▸ Exercise brief
Find the word "eprintln" in the records and copy every line where it occurs.
╔══
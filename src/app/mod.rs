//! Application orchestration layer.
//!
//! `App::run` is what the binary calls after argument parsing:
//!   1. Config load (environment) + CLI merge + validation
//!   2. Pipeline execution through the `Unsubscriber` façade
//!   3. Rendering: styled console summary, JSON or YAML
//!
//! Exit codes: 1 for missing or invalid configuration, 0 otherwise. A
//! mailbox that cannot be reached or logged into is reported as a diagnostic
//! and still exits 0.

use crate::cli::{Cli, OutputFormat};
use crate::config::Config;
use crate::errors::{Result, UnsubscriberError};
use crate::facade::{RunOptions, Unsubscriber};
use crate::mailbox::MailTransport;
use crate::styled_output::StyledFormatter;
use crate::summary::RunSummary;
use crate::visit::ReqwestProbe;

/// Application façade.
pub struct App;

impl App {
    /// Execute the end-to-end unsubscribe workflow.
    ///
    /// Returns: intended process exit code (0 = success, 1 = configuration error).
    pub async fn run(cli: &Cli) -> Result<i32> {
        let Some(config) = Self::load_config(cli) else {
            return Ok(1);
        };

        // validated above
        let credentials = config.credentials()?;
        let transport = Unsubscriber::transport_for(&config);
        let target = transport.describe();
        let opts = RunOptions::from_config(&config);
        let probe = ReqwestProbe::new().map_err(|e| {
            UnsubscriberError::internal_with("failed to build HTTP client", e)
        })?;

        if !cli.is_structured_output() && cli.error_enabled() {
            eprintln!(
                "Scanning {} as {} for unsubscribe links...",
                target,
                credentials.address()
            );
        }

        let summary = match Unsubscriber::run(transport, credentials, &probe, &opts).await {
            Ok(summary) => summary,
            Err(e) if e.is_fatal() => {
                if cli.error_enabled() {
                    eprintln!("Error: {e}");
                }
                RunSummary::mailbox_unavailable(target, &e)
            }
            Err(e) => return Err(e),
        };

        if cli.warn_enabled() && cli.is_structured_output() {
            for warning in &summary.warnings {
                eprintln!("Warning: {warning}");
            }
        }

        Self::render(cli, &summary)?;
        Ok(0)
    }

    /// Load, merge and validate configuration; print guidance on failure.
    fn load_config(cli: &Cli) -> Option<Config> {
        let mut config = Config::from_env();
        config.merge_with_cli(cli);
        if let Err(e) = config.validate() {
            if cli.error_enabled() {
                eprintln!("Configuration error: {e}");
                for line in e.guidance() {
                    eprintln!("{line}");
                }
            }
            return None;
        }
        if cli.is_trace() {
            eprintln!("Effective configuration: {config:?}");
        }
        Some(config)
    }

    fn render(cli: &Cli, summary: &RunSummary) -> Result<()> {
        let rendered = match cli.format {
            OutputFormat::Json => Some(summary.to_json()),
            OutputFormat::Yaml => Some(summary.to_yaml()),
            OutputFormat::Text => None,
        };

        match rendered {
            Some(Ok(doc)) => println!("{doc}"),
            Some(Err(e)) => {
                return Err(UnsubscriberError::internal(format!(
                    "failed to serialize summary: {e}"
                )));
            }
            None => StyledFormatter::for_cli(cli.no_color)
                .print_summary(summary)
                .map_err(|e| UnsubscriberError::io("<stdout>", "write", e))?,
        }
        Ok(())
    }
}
╚══
▸ Solution to the problem
            eprintln!(
                    eprintln!("Error: {e}");
                eprintln!("Warning: {warning}");
                eprintln!("Configuration error: {e}");
                    eprintln!("{line}");
            eprintln!("Effective configuration: {config:?}");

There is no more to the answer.